That said, it is true that fictional narratives outside of video games glorify violence. They are written in such a manner in which the violence is justified, whether it be sexual or otherwise. And as Stirling states, the difference between justifying murder - ie. shooting someone in the head, and raping someone on camera or in a video game - is simply that in most cases only one gender can accomplish rape, while both can kill. Also with rape - you have a victim and a rapist, there's a power imbalance. While with murder - there can often be two people trying to kill each other.

This is true in regards to male-centric stories or male narratives, stories generally told by and for men, or in many cases by and for men and women.

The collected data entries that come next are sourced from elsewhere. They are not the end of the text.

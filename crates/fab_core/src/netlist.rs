//! The gate-level netlist: instances, pins, and the nets connecting them.

use crate::kinds::CellKind;
use fab_common::error::FatalError;
use fab_common::ids::{InstanceId, NetId, PinId};
use fab_common::FabResult;
use serde::{Deserialize, Serialize};
use std::collections::HashMap;

/// Whether a pin drives its net or receives from it.
#[derive(Clone, Copy, PartialEq, Eq, Debug, Serialize, Deserialize)]
pub enum PinRole {
    /// The pin drives the net (there is exactly one driver pin per net).
    Driver,
    /// The pin receives from the net.
    Sink,
}

/// A single pin on an instance.
#[derive(Clone, Debug, Serialize, Deserialize)]
pub struct Pin {
    /// The pin's identity.
    pub id: PinId,
    /// The pin's local name on its instance (e.g. `"Q"`, `"D"`, `"CLK"`).
    pub name: String,
    /// The instance this pin belongs to.
    pub instance: InstanceId,
    /// The net this pin is connected to, if any.
    pub net: Option<NetId>,
    /// Whether this pin drives or sinks its net.
    pub role: PinRole,
}

/// A single netlist instance (a gate, flip-flop, IO pad, or tie cell).
#[derive(Clone, Debug, Serialize, Deserialize)]
pub struct Instance {
    /// The instance's identity.
    pub id: InstanceId,
    /// The instance's logical name, as it appears in the source design.
    pub name: String,
    /// The cell kind of this instance.
    pub kind: CellKind,
    /// The pins belonging to this instance.
    pub pins: Vec<PinId>,
    /// A pre-placed instance: already bound to `fixed_slot` before the
    /// seeder runs, and never moved by the seeder or SA.
    pub is_fixed: bool,
    /// The slot a fixed instance is bound to. `None` for movable instances.
    pub fixed_slot: Option<fab_common::ids::SlotId>,
}

/// A single net: one driver pin plus one or more sink pins.
#[derive(Clone, Debug, Serialize, Deserialize)]
pub struct Net {
    /// The net's identity.
    pub id: NetId,
    /// The net's logical name.
    pub name: String,
    /// The pin that drives this net.
    pub driver: PinId,
    /// The pins that receive from this net.
    pub sinks: Vec<PinId>,
}

/// A raw instance description, as read from an external design file.
#[derive(Clone, Debug, Serialize, Deserialize)]
pub struct InstanceSpec {
    /// The instance's logical name.
    pub name: String,
    /// The instance's cell kind.
    pub kind: CellKind,
    /// The instance's pin names.
    pub pins: Vec<String>,
    /// Whether this instance is pre-placed.
    #[serde(default)]
    pub is_fixed: bool,
    /// The slot raw id this instance is pre-placed to, if fixed.
    #[serde(default)]
    pub fixed_slot: Option<u32>,
}

/// A raw net description, as read from an external design file: the
/// instance/pin name of the driver, and of every sink.
#[derive(Clone, Debug, Serialize, Deserialize)]
pub struct NetSpec {
    /// The net's logical name.
    pub name: String,
    /// `(instance name, pin name)` of the driver.
    pub driver: (String, String),
    /// `(instance name, pin name)` of every sink.
    pub sinks: Vec<(String, String)>,
}

/// The gate-level netlist.
///
/// Constructed once from raw instance/net specs and never mutated
/// afterwards. Clock tree synthesis and the ECO rewriter both read a
/// `Netlist` but never write to it; [`crate::eco`] instead produces a new
/// one.
#[derive(Clone, Debug)]
pub struct Netlist {
    instances: Vec<Instance>,
    nets: Vec<Net>,
    pins: Vec<Pin>,
    instance_by_name: HashMap<String, InstanceId>,
    /// `nets_of[instance raw id]` lists every net touching one of that
    /// instance's pins, in declaration order — the adjacency view used by
    /// the cost model and the move generators.
    nets_of: Vec<Vec<NetId>>,
    clock_net: Option<NetId>,
}

impl Netlist {
    /// Builds a netlist from raw instance and net specs.
    ///
    /// Fails with [`FatalError::InvalidNetlist`] on a dangling pin
    /// reference, a duplicate instance name, or a net with no driver.
    pub fn build(
        instance_specs: Vec<InstanceSpec>,
        net_specs: Vec<NetSpec>,
        clock_net_name: Option<&str>,
    ) -> FabResult<Self> {
        let mut instances = Vec::with_capacity(instance_specs.len());
        let mut pins = Vec::new();
        let mut instance_by_name = HashMap::new();
        let mut pin_by_ref: HashMap<(String, String), PinId> = HashMap::new();

        for (idx, spec) in instance_specs.iter().enumerate() {
            let inst_id = InstanceId::from_raw(idx as u32);
            if instance_by_name.insert(spec.name.clone(), inst_id).is_some() {
                return Err(FatalError::InvalidNetlist {
                    detail: format!("duplicate instance name '{}'", spec.name),
                    hint: "instance names must be unique".into(),
                });
            }
            let mut pin_ids = Vec::with_capacity(spec.pins.len());
            for pin_name in &spec.pins {
                let pin_id = PinId::from_raw(pins.len() as u32);
                pin_by_ref.insert((spec.name.clone(), pin_name.clone()), pin_id);
                pins.push(Pin {
                    id: pin_id,
                    name: pin_name.clone(),
                    instance: inst_id,
                    net: None,
                    // Overwritten below once nets are processed; sink is the
                    // safe default for a pin that never appears as a driver.
                    role: PinRole::Sink,
                });
                pin_ids.push(pin_id);
            }
            let fixed_slot = spec
                .fixed_slot
                .map(fab_common::ids::SlotId::from_raw);
            if spec.is_fixed && fixed_slot.is_none() {
                return Err(FatalError::InvalidNetlist {
                    detail: format!("instance '{}' is marked fixed with no fixed_slot", spec.name),
                    hint: "fixed instances must specify fixed_slot".into(),
                });
            }
            instances.push(Instance {
                id: inst_id,
                name: spec.name.clone(),
                kind: spec.kind,
                pins: pin_ids,
                is_fixed: spec.is_fixed,
                fixed_slot,
            });
        }

        let mut nets = Vec::with_capacity(net_specs.len());
        let mut nets_of: Vec<Vec<NetId>> = vec![Vec::new(); instances.len()];
        let mut clock_net = None;

        for (idx, spec) in net_specs.iter().enumerate() {
            let net_id = NetId::from_raw(idx as u32);
            let driver_pin = *pin_by_ref.get(&spec.driver).ok_or_else(|| FatalError::InvalidNetlist {
                detail: format!(
                    "net '{}' references unknown driver pin {}.{}",
                    spec.name, spec.driver.0, spec.driver.1
                ),
                hint: "every pin reference must name a declared instance pin".into(),
            })?;
            if spec.sinks.is_empty() {
                return Err(FatalError::InvalidNetlist {
                    detail: format!("net '{}' has no sink pins", spec.name),
                    hint: "every net needs at least one sink".into(),
                });
            }
            let mut sink_pins = Vec::with_capacity(spec.sinks.len());
            for sink_ref in &spec.sinks {
                let pin_id = *pin_by_ref.get(sink_ref).ok_or_else(|| FatalError::InvalidNetlist {
                    detail: format!(
                        "net '{}' references unknown sink pin {}.{}",
                        spec.name, sink_ref.0, sink_ref.1
                    ),
                    hint: "every pin reference must name a declared instance pin".into(),
                })?;
                sink_pins.push(pin_id);
            }

            pins[driver_pin.as_raw() as usize].net = Some(net_id);
            pins[driver_pin.as_raw() as usize].role = PinRole::Driver;
            let driver_inst = pins[driver_pin.as_raw() as usize].instance;
            nets_of[driver_inst.as_raw() as usize].push(net_id);

            for &sink_pin in &sink_pins {
                pins[sink_pin.as_raw() as usize].net = Some(net_id);
                pins[sink_pin.as_raw() as usize].role = PinRole::Sink;
                let sink_inst = pins[sink_pin.as_raw() as usize].instance;
                nets_of[sink_inst.as_raw() as usize].push(net_id);
            }

            if Some(spec.name.as_str()) == clock_net_name {
                clock_net = Some(net_id);
            }

            nets.push(Net {
                id: net_id,
                name: spec.name.clone(),
                driver: driver_pin,
                sinks: sink_pins,
            });
        }

        Ok(Self {
            instances,
            nets,
            pins,
            instance_by_name,
            nets_of,
            clock_net,
        })
    }

    /// All instances, in declaration order.
    pub fn instances(&self) -> &[Instance] {
        &self.instances
    }

    /// Looks up an instance by id in O(1).
    pub fn instance(&self, id: InstanceId) -> &Instance {
        &self.instances[id.as_raw() as usize]
    }

    /// Looks up an instance by its logical name.
    pub fn instance_by_name(&self, name: &str) -> Option<InstanceId> {
        self.instance_by_name.get(name).copied()
    }

    /// Looks up a net by id in O(1).
    pub fn net(&self, id: NetId) -> &Net {
        &self.nets[id.as_raw() as usize]
    }

    /// All nets, in declaration order.
    pub fn nets(&self) -> &[Net] {
        &self.nets
    }

    /// Looks up a pin by id in O(1).
    pub fn pin(&self, id: PinId) -> &Pin {
        &self.pins[id.as_raw() as usize]
    }

    /// The net ids touching any pin of the given instance, in the order
    /// those pins were declared.
    pub fn nets_of(&self, instance: InstanceId) -> &[NetId] {
        &self.nets_of[instance.as_raw() as usize]
    }

    /// The net designated as the clock net, if this design declares one.
    pub fn clock_net(&self) -> Option<NetId> {
        self.clock_net
    }

    /// The fanout of an instance: the total sink count across every net it
    /// drives.
    pub fn fanout(&self, instance: InstanceId) -> usize {
        self.nets_of(instance)
            .iter()
            .filter(|&&n| self.net(n).driver_instance(self) == instance)
            .map(|&n| self.net(n).sinks.len())
            .sum()
    }

    /// Sequential (flip-flop) instances, in declaration order.
    pub fn sequential_instances(&self) -> impl Iterator<Item = &Instance> {
        self.instances
            .iter()
            .filter(|i| i.kind == CellKind::Sequential)
    }
}

impl Net {
    /// The instance driving this net.
    pub fn driver_instance(&self, netlist: &Netlist) -> InstanceId {
        netlist.pin(self.driver).instance
    }
}

#[cfg(test)]
mod tests {
    use super::*;

    fn inst(name: &str, kind: CellKind, pins: &[&str]) -> InstanceSpec {
        InstanceSpec {
            name: name.into(),
            kind,
            pins: pins.iter().map(|s| s.to_string()).collect(),
            is_fixed: false,
            fixed_slot: None,
        }
    }

    fn net(name: &str, driver: (&str, &str), sinks: &[(&str, &str)]) -> NetSpec {
        NetSpec {
            name: name.into(),
            driver: (driver.0.into(), driver.1.into()),
            sinks: sinks
                .iter()
                .map(|(i, p)| (i.to_string(), p.to_string()))
                .collect(),
        }
    }

    fn small_netlist() -> Netlist {
        let instances = vec![
            inst("a", CellKind::Combinational, &["Y"]),
            inst("b", CellKind::Combinational, &["A", "Y"]),
            inst("c", CellKind::Combinational, &["A"]),
        ];
        let nets = vec![
            net("n1", ("a", "Y"), &[("b", "A")]),
            net("n2", ("b", "Y"), &[("c", "A")]),
        ];
        Netlist::build(instances, nets, None).unwrap()
    }

    #[test]
    fn builds_adjacency() {
        let nl = small_netlist();
        let a = nl.instance_by_name("a").unwrap();
        let b = nl.instance_by_name("b").unwrap();
        assert_eq!(nl.nets_of(a).len(), 1);
        assert_eq!(nl.nets_of(b).len(), 2);
    }

    #[test]
    fn fanout_counts_sinks_of_driven_nets() {
        let nl = small_netlist();
        let a = nl.instance_by_name("a").unwrap();
        assert_eq!(nl.fanout(a), 1);
    }

    #[test]
    fn dangling_pin_is_invalid_netlist() {
        let instances = vec![inst("a", CellKind::Combinational, &["Y"])];
        let nets = vec![net("n1", ("a", "Y"), &[("ghost", "A")])];
        let err = Netlist::build(instances, nets, None).unwrap_err();
        assert!(matches!(err, FatalError::InvalidNetlist { .. }));
    }

    #[test]
    fn duplicate_instance_name_is_invalid_netlist() {
        let instances = vec![
            inst("a", CellKind::Combinational, &["Y"]),
            inst("a", CellKind::Combinational, &["Y"]),
        ];
        let err = Netlist::build(instances, vec![], None).unwrap_err();
        assert!(matches!(err, FatalError::InvalidNetlist { .. }));
    }

    #[test]
    fn net_with_no_sinks_is_invalid_netlist() {
        let instances = vec![inst("a", CellKind::Combinational, &["Y"])];
        let nets = vec![net("n1", ("a", "Y"), &[])];
        let err = Netlist::build(instances, nets, None).unwrap_err();
        assert!(matches!(err, FatalError::InvalidNetlist { .. }));
    }

    #[test]
    fn clock_net_is_recognized_by_name() {
        let instances = vec![
            inst("clkgen", CellKind::Io, &["Y"]),
            inst("dff0", CellKind::Sequential, &["CLK", "D", "Q"]),
        ];
        let nets = vec![net("clk", ("clkgen", "Y"), &[("dff0", "CLK")])];
        let nl = Netlist::build(instances, nets, Some("clk")).unwrap();
        assert!(nl.clock_net().is_some());
    }

    #[test]
    fn fixed_without_slot_is_invalid_netlist() {
        let instances = vec![InstanceSpec {
            name: "a".into(),
            kind: CellKind::Combinational,
            pins: vec!["Y".into()],
            is_fixed: true,
            fixed_slot: None,
        }];
        let err = Netlist::build(instances, vec![], None).unwrap_err();
        assert!(matches!(err, FatalError::InvalidNetlist { .. }));
    }
}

When I watched the video, I thought, okay, clearly these people have a limited experience with female fantasy narratives and tropes. Or stories told primarily by and for women. They've spent far too much time with male-oriented romance novels aka pulp violent fiction (Philip Marlow, Supernatural, Thomas Harris or Stephen King novels, or Frank Miller comics). The horror, sci-fantasy, thriller genres, with the big guns and the zombies and the serial killers. Neither critic, I'm guessing, has a read a romance novel or heaven forbid watched a daytime serial. Probably consider such things beneath them, many people do. It's amazing to me how maligned the romance genre is. People will applaud the violence and story in blockbuster comic book action pictures such as The Avengers, all the while sneering at the kinky sexual hijinks and story in best-selling novel 50 Shades of Grey. Having read and seen both - I personally think they are of equal quality. Neither is better than the other, and both have similar flaws. (In short, I enjoyed both a great deal for different reasons.) But more importantly both, as do most popular genre fiction satisfy an itch, and depict a certain what-if fantasy scenario. They are not video games, although there is a video game version of the Avenger's film, they are fictional narratives that explore why people do certain things for good or ill.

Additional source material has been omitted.